**Data provided:**
-- -- --

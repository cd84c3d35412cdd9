use crate::config::Config;
use crate::core::{
    Auditor, Job, JobSeq, MetricSink, PriorityOrder, SimTime, Station, StatsCollector,
};

use super::source::Source;
use super::timeline::{EventKind, EventQueue};

/// One simulation run: the event timeline, the per-class arrival sources, the
/// station under study, its statistics collector, and the downstream sink of
/// completed jobs.
pub struct Sim<K: MetricSink> {
    timeline: EventQueue,
    station: Station<PriorityOrder, EventQueue>,
    sources: Vec<Source>,
    stats: StatsCollector<K>,
    completed: Vec<Job>,
    auditor: Auditor,
    next_seq: JobSeq,
}

impl<K: MetricSink> Sim<K> {
    /// Build a run from a validated config. Every class schedules its first
    /// arrival at t = 0.
    pub fn new(config: &Config, sink: K) -> Self {
        let mut timeline = EventQueue::new();
        let sources = (1..=config.n_prio)
            .map(|class| {
                Source::new(
                    class,
                    config.avg_service_time,
                    config.avg_inter_arrival_time,
                    config.seed.wrapping_add(class as u64),
                )
            })
            .collect();
        for class in 1..=config.n_prio {
            timeline.schedule(EventKind::Arrival { class }, SimTime::ZERO);
        }

        Self {
            timeline,
            station: Station::new(config.n_prio, config.preemption, PriorityOrder),
            sources,
            stats: StatsCollector::new(config.n_prio, sink),
            completed: Vec::new(),
            auditor: Auditor::new(),
            next_seq: 0,
        }
    }

    /// Deliver the next event. Returns `false` once the timeline is drained
    /// (which cannot happen while sources keep rescheduling themselves).
    pub fn step(&mut self) -> bool {
        let Some((now, kind)) = self.timeline.pop() else {
            return false;
        };

        match kind {
            EventKind::Arrival { class } => {
                let seq = self.next_seq;
                self.next_seq += 1;
                let job = self.sources[class - 1].next_job(seq, now);
                log::trace!("arrival of job {} (class {}) at {:?}", seq, class, now);
                self.station.enqueue(job, now, &mut self.timeline);

                let gap = self.sources[class - 1].next_gap();
                self.timeline.schedule(EventKind::Arrival { class }, now + gap);
            }
            EventKind::Completion => {
                let job = self
                    .station
                    .on_completion(now, &mut self.timeline, &mut self.stats);
                self.completed.push(job);
            }
        }

        if cfg!(debug_assertions) {
            self.auditor.observe(&self.station);
        }
        true
    }

    /// Run until every event at or before `horizon` has been delivered.
    pub fn run_until(&mut self, horizon: SimTime) {
        while self.timeline.peek_time().is_some_and(|t| t <= horizon) {
            self.step();
        }
    }

    pub fn now(&self) -> SimTime {
        self.timeline.now()
    }

    pub fn completed(&self) -> &[Job] {
        &self.completed
    }

    pub fn stats(&self) -> &StatsCollector<K> {
        &self.stats
    }

    pub fn station(&self) -> &Station<PriorityOrder, EventQueue> {
        &self.station
    }

    pub fn pending_events(&self) -> usize {
        self.timeline.len()
    }
}
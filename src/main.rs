use priosim::config::{Config, ConfigError};
use priosim::core::{MetricKind, MetricScope, SummarySink};
use priosim::Sim;

fn main() {
    env_logger::init();

    let config = match load_config() {
        Ok(config) => config,
        Err(err) => {
            eprintln!("priosim: {err}");
            std::process::exit(1);
        }
    };

    let mut sim = Sim::new(&config, SummarySink::new());
    sim.run_until(config.horizon_time());

    println!(
        "t={:.2}s  {} jobs completed, preemption {}",
        sim.now().as_secs_f64(),
        sim.completed().len(),
        if config.preemption { "on" } else { "off" }
    );

    let sink = sim.stats().sink();
    for class in 1..=config.n_prio {
        let scope = MetricScope::Class(class);
        println!(
            "class {}: queueing {}  response {}  ext. service {}  utilization {}",
            class,
            fmt_mean(sink.mean(MetricKind::QueueingTime, scope)),
            fmt_mean(sink.mean(MetricKind::ResponseTime, scope)),
            fmt_mean(sink.mean(MetricKind::ExtendedServiceTime, scope)),
            fmt_mean(sink.mean(MetricKind::Utilization, scope)),
        );
    }
    println!(
        "overall: queueing {}  response {}  utilization {}",
        fmt_mean(sink.mean(MetricKind::QueueingTime, MetricScope::Aggregate)),
        fmt_mean(sink.mean(MetricKind::ResponseTime, MetricScope::Aggregate)),
        fmt_mean(sink.mean(MetricKind::Utilization, MetricScope::Aggregate)),
    );
}

fn load_config() -> Result<Config, ConfigError> {
    match std::env::args().nth(1) {
        Some(path) => Config::from_path(path),
        None => Ok(Config::default()),
    }
}

fn fmt_mean(mean: Option<f64>) -> String {
    match mean {
        Some(value) => format!("{value:.3}"),
        None => "-".to_string(),
    }
}
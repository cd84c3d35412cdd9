use rustc_hash::FxHashSet;

use super::job::{Job, JobSeq, JobState};
use super::order::OrderingDiscipline;
use super::stats::{MetricSink, StatsCollector};
use super::waiting::WaitingList;
use super::SimTime;

/// Seam to the external event scheduler. The station holds at most one live
/// handle at a time; a handle is consumed either by cancellation (preemption)
/// or by the completion event firing.
pub trait CompletionScheduler {
    type Handle;

    fn schedule_completion(&mut self, at: SimTime) -> Self::Handle;

    /// Cancel a still-pending completion. Cancelling a handle that already
    /// fired is a caller bug and must abort.
    fn cancel_completion(&mut self, handle: Self::Handle);
}

/// Single-server queueing station with optional preemptive resume.
///
/// The server is `Idle` when `in_service` is `None`, `Busy` otherwise. While
/// busy there is exactly one pending completion handle; preemption cancels it
/// and schedules a fresh one for the job taking over the server.
pub struct Station<D: OrderingDiscipline, S: CompletionScheduler> {
    waiting: WaitingList<D>,
    in_service: Option<Job>,
    /// Start of the current service interval, valid while busy.
    service_start: SimTime,
    pending: Option<S::Handle>,
    preemption: bool,
    n_prio: usize,
    /// Sequence numbers of jobs currently waiting or in service. Backs the
    /// double-enqueue contract check.
    tracked: FxHashSet<JobSeq>,
}

impl<D: OrderingDiscipline, S: CompletionScheduler> Station<D, S> {
    pub fn new(n_prio: usize, preemption: bool, discipline: D) -> Self {
        assert!(n_prio >= 1, "station needs at least one priority class");
        Self {
            waiting: WaitingList::new(discipline),
            in_service: None,
            service_start: SimTime::ZERO,
            pending: None,
            preemption,
            n_prio,
            tracked: FxHashSet::default(),
        }
    }

    /// Deliver an arriving job at virtual time `now`.
    pub fn enqueue(&mut self, job: Job, now: SimTime, timeline: &mut S) {
        assert!(
            (1..=self.n_prio).contains(&job.class),
            "priority class {} outside configured range 1..={}",
            job.class,
            self.n_prio
        );
        assert!(
            self.tracked.insert(job.seq),
            "job {} enqueued while already waiting or in service",
            job.seq
        );

        match self.in_service.take() {
            None => self.start_service(job, now, timeline),
            Some(mut current) => {
                if self.preemption && job.class < current.class {
                    // Arriving job is strictly more urgent: suspend the
                    // current one, preserving its residual demand.
                    let handle = self
                        .pending
                        .take()
                        .expect("busy server with no pending completion");
                    timeline.cancel_completion(handle);

                    let elapsed = now - self.service_start;
                    current.served += elapsed;
                    current.residual_service -= elapsed;
                    log::debug!(
                        "preemption of job {} (class {}) at {:?}, residual {:?}",
                        current.seq,
                        current.class,
                        now,
                        current.residual_service
                    );
                    self.park(current, now);
                    self.start_service(job, now, timeline);
                } else {
                    self.in_service = Some(current);
                    self.park(job, now);
                }
            }
        }
    }

    /// React to the completion event scheduled for the in-service job.
    /// Returns the completed job for the downstream sink.
    pub fn on_completion<K: MetricSink>(
        &mut self,
        now: SimTime,
        timeline: &mut S,
        stats: &mut StatsCollector<K>,
    ) -> Job {
        let mut job = self
            .in_service
            .take()
            .expect("completion delivered while the server is idle");
        // The handle belongs to the event that just fired; it is spent.
        let _fired = self
            .pending
            .take()
            .expect("completion delivered with no pending handle");

        debug_assert_eq!(
            now - self.service_start,
            job.residual_service,
            "completion fired off-schedule for job {}",
            job.seq
        );
        job.served += job.residual_service;
        job.residual_service = SimTime::ZERO;
        job.state = JobState::Completed;
        debug_assert!(job.conserves_service(), "service-time conservation broken for job {}", job.seq);

        let removed = self.tracked.remove(&job.seq);
        debug_assert!(removed, "completed job {} was not tracked", job.seq);

        log::debug!("end of service for job {} (class {}) at {:?}", job.seq, job.class, now);
        stats.on_completion(&job, now);

        if let Some(mut next) = self.waiting.pop_front() {
            let entered = next
                .queue_entered_at
                .take()
                .expect("waiting job missing its queue entry timestamp");
            next.queueing_time += now - entered;
            self.start_service(next, now, timeline);
        } else {
            log::debug!("idle period starts at {:?}", now);
        }

        job
    }

    pub fn is_busy(&self) -> bool {
        self.in_service.is_some()
    }

    pub fn has_pending_completion(&self) -> bool {
        self.pending.is_some()
    }

    pub fn in_service(&self) -> Option<&Job> {
        self.in_service.as_ref()
    }

    pub fn waiting(&self) -> &WaitingList<D> {
        &self.waiting
    }

    pub fn service_start(&self) -> SimTime {
        self.service_start
    }

    fn start_service(&mut self, mut job: Job, now: SimTime, timeline: &mut S) {
        if job.first_service_start.is_none() {
            debug_assert!(job.served.is_zero(), "job {} served before first service start", job.seq);
            job.first_service_start = Some(now);
        }
        assert!(
            self.pending.is_none(),
            "service started while a completion is already pending"
        );
        self.pending = Some(timeline.schedule_completion(now + job.residual_service));
        self.service_start = now;
        job.state = JobState::InService;
        log::debug!(
            "service of job {} (class {}) starts at {:?}, residual {:?}",
            job.seq,
            job.class,
            now,
            job.residual_service
        );
        self.in_service = Some(job);
    }

    fn park(&mut self, mut job: Job, now: SimTime) {
        job.queue_entered_at = Some(now);
        job.state = JobState::Waiting;
        self.waiting.insert(job);
    }
}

-- -- --

**Prompt:**
All lines from the one containing "self.in_service.as_ref()" through the final line of the listing above are to be reproduced exactly; include both and add nothing.

**Solution to this task:**
        self.in_service.as_ref()
    }

    pub fn waiting(&self) -> &WaitingList<D> {
        &self.waiting
    }

    pub fn service_start(&self) -> SimTime {
        self.service_start
    }

    fn start_service(&mut self, mut job: Job, now: SimTime, timeline: &mut S) {
        if job.first_service_start.is_none() {
            debug_assert!(job.served.is_zero(), "job {} served before first service start", job.seq);
            job.first_service_start = Some(now);
        }
        assert!(
            self.pending.is_none(),
            "service started while a completion is already pending"
        );
        self.pending = Some(timeline.schedule_completion(now + job.residual_service));
        self.service_start = now;
        job.state = JobState::InService;
        log::debug!(
            "service of job {} (class {}) starts at {:?}, residual {:?}",
            job.seq,
            job.class,
            now,
            job.residual_service
        );
        self.in_service = Some(job);
    }

    fn park(&mut self, mut job: Job, now: SimTime) {
        job.queue_entered_at = Some(now);
        job.state = JobState::Waiting;
        self.waiting.insert(job);
    }
}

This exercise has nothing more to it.